8:54 am on Apr 17, 2003 (gmt 0)

10+ Year Member



Hey guys

Thanks for the help!

I was reading the posts here about paying for a certificate so that an visitors to your site will know that you are trustworthy.
However yesterday I realised that the web hoster i am with provides a certificate for it's customers. I tested this out and got the little lock icon on the bottom of the Internet Explorer window. Does the lock icon mean SSL had been implemented, and is that all I need?
The thing is, when i clicked on the lock, the details said that the certifcate was registered for the web hosting company. Am I right to say that this is because the web hoster had bought one certificate to share between all of us who use their products, and if so is that allowed because I thought certificates are only meant to be for one company? Also if i go about it this way (the cheaper way!), my customers will be weary that the certificate does not match with my website.

Yickman

TallTroll

9:45 am on Apr 17, 2003 (gmt 0)

WebmasterWorld Senior Member 10+ Year Member



>> I thought certificates are only meant to be for one company?

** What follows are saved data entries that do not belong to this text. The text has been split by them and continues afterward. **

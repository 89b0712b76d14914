//! CLI module
//!
//! Command-line interface for making a single request with a configured
//! client and printing, saving or inspecting the result.

mod commands;
mod runner;

pub use commands::{Cli, OutputFormat};
pub use runner::Runner;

Close. An SSL certificate certifies a server. Multiple users on that server can use it (a set up called "shared SSL")

>> Does the lock icon mean SSL had been implemented,

Yes

>> and is that all I need?

No. SSL only secures the data while it is being transferred. If you then put it into a database on your web server which is unsecured, the data is vunerable. Ideally, any such data should be stored in a secure area of the server, or preferably on a different server inside your firewall

<sidenote> I often find it amusing the lengths that some people will go to to secure data in transfer, which is quite hard to access without a physical tap into the hardware of your local telecomms system, but will happily leave thousands of their customers personal records on a database outside their firewall where it is static and relatively easy to get at. Almost every story you see along the lines of "20k credit card numbers stolen from website" are due to non-secure databases being attacked, not someone reading an email </sidenote>

Yickman

2:16 pm on Apr 18, 2003 (gmt 0)

10+ Year Member



Let's say you're a potential customer then, and you go to a site that's got a shared SSL, would you be put off from buying on that site because the certificate's name is the shared name, and not the same name as the site?